[Collected data]
Content starts

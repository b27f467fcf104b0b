//! The recursive validation walker.
//!
//! Walks the schema tree and the document in lockstep. Per node the order
//! is fixed: dereference `$ref`, type-gate, applicators (combinators and
//! `dependencies`), `enum`, then the assertions for the value's own type,
//! and for objects a final descent into declared properties. Nothing here
//! fails; every violation lands in the [`Report`] and the walk continues,
//! so one value can accrue several errors.
//!
//! Combinator alternatives each get a fresh sub-report. Whether a
//! sub-report's errors reach the caller depends on the combinator: `allOf`
//! merges everything, `anyOf`/`oneOf` merge only the best-scoring failure,
//! `not` discards.

pub mod array;
pub mod number;
pub mod object;
pub mod string;

use std::rc::Rc;

use serde_json::Value;
use tracing::trace;

use crate::context::JsonContext;
use crate::report::{best_result, Keyword, Report};
use crate::schema::{Dependency, NodeId, Schema, SchemaNode};
use crate::value::number_to_f64;

/// Validate a document against a compiled schema.
pub fn validate(schema: &Schema, document: &Value) -> Report {
    let mut result = Report::default();
    let context = JsonContext::root();
    walk(schema, schema.root(), document, &mut result, &context);
    result
}

/// Validate against a sub-schema with a fresh report.
pub(crate) fn sub_validate(
    schema: &Schema,
    id: NodeId,
    value: &Value,
    context: &Rc<JsonContext>,
) -> Report {
    let mut result = Report::default();
    walk(schema, id, value, &mut result, context);
    result
}

pub(crate) fn walk(
    schema: &Schema,
    id: NodeId,
    value: &Value,
    result: &mut Report,
    context: &Rc<JsonContext>,
) {
    let mut node = schema.node(id);
    // a reference node behaves purely as its target; compilation rejected
    // unterminated chains
    while let Some(target) = node.ref_target {
        node = schema.node(target);
    }

    trace!(location = %context, "validate");

    if node.types.is_typed() && !node.types.accepts(value) {
        let types = node.types.to_string();
        result.add_error(
            Rc::clone(context),
            Keyword::Type,
            Some(Value::from(types.clone())),
            value.clone(),
            format!("must be of type {types}"),
        );
        return;
    }

    validate_applicators(schema, node, value, result, context);
    validate_common(node, value, result, context);

    match value {
        Value::Array(items) => {
            array::validate(schema, node, items, value, result, context);
        }
        Value::Object(map) => {
            object::validate(schema, node, map, value, result, context);
            for (name, child) in &node.properties {
                if let Some(next) = map.get(name) {
                    let sub_context = JsonContext::child(context, name.clone());
                    walk(schema, *child, next, result, &sub_context);
                }
            }
        }
        Value::String(s) => string::validate(node, s, value, result, context),
        Value::Number(n) => number::validate(node, number_to_f64(n), value, result, context),
        Value::Null | Value::Bool(_) => {}
    }

    result.increment_score();
}

// --------------------------- Applicators --------------------------------- //

fn validate_applicators(
    schema: &Schema,
    node: &SchemaNode,
    value: &Value,
    result: &mut Report,
    context: &Rc<JsonContext>,
) {
    if !node.any_of.is_empty() {
        let mut validated = false;
        let mut attempts = Vec::new();
        for child in &node.any_of {
            if validated {
                break;
            }
            let attempt = sub_validate(schema, *child, value, context);
            validated = attempt.valid();
            attempts.push(attempt);
        }
        if !validated {
            if let Some(best) = best_result(attempts) {
                // the closest-matching alternative is probably the one the
                // document was aiming for
                result.merge(best);
            } else {
                result.add_error(
                    Rc::clone(context),
                    Keyword::AnyOf,
                    Some(schema.condense_all(&node.any_of)),
                    value.clone(),
                    "must match at least one of the schemas".to_string(),
                );
            }
        }
    }

    if !node.one_of.is_empty() {
        let mut validated = 0usize;
        let mut failures = Vec::new();
        for child in &node.one_of {
            let attempt = sub_validate(schema, *child, value, context);
            if attempt.valid() {
                validated += 1;
            } else {
                failures.push(attempt);
            }
        }
        if validated != 1 {
            let best = if validated == 0 { best_result(failures) } else { None };
            if let Some(best) = best {
                result.merge(best);
            } else {
                result.add_error(
                    Rc::clone(context),
                    Keyword::OneOf,
                    Some(schema.condense_all(&node.one_of)),
                    value.clone(),
                    "must match exactly one of the schemas".to_string(),
                );
            }
        }
    }

    if !node.all_of.is_empty() {
        let mut validated = 0usize;
        for child in &node.all_of {
            let attempt = sub_validate(schema, *child, value, context);
            if attempt.valid() {
                validated += 1;
            }
            result.merge(attempt);
        }
        if validated != node.all_of.len() {
            result.add_error(
                Rc::clone(context),
                Keyword::AllOf,
                Some(schema.condense_all(&node.all_of)),
                value.clone(),
                "must match all of the schemas".to_string(),
            );
        }
    }

    if let Some(child) = node.not {
        let attempt = sub_validate(schema, child, value, context);
        if attempt.valid() {
            result.add_error(
                Rc::clone(context),
                Keyword::Not,
                Some(schema.condense(child)),
                value.clone(),
                "must not match the schema".to_string(),
            );
        }
        // sub-errors of a failed `not` are what we wanted; drop them
    }

    if !node.dependencies.is_empty() {
        if let Value::Object(map) = value {
            for key in map.keys() {
                let Some((_, dependency)) = node.dependencies.iter().find(|(name, _)| name == key)
                else {
                    continue;
                };
                match dependency {
                    Dependency::Keys(names) => {
                        for name in names {
                            if !map.contains_key(name) {
                                result.add_error(
                                    JsonContext::child(context, key.clone()),
                                    Keyword::Dependencies,
                                    Some(Value::Array(
                                        names.iter().cloned().map(Value::from).collect(),
                                    )),
                                    value.clone(),
                                    format!("has a dependency on '{name}'"),
                                );
                            }
                        }
                    }
                    // the whole object is re-validated under the parent
                    // context, errors merged directly
                    Dependency::Node(child) => walk(schema, *child, value, result, context),
                }
            }
        }
    }

    result.increment_score();
}

// ------------------------------ Common ----------------------------------- //

fn validate_common(node: &SchemaNode, value: &Value, result: &mut Report, context: &Rc<JsonContext>) {
    if !node.enum_canon.is_empty() {
        let canon = crate::canon::canonical(value);
        if !node.enum_canon.iter().any(|entry| *entry == canon) {
            result.add_error(
                Rc::clone(context),
                Keyword::Enum,
                Some(Value::Array(node.enum_values.clone())),
                value.clone(),
                "must match one of the enum values".to_string(),
            );
        }
    }

    result.increment_score();
}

Content ends

== Problem statement ==
Please return every line in the data that includes the string "SchemaNode".

== Exercise answer ==
use crate::schema::{Dependency, NodeId, Schema, SchemaNode};
    node: &SchemaNode,
fn validate_common(node: &SchemaNode, value: &Value, result: &mut Report, context: &Rc<JsonContext>) {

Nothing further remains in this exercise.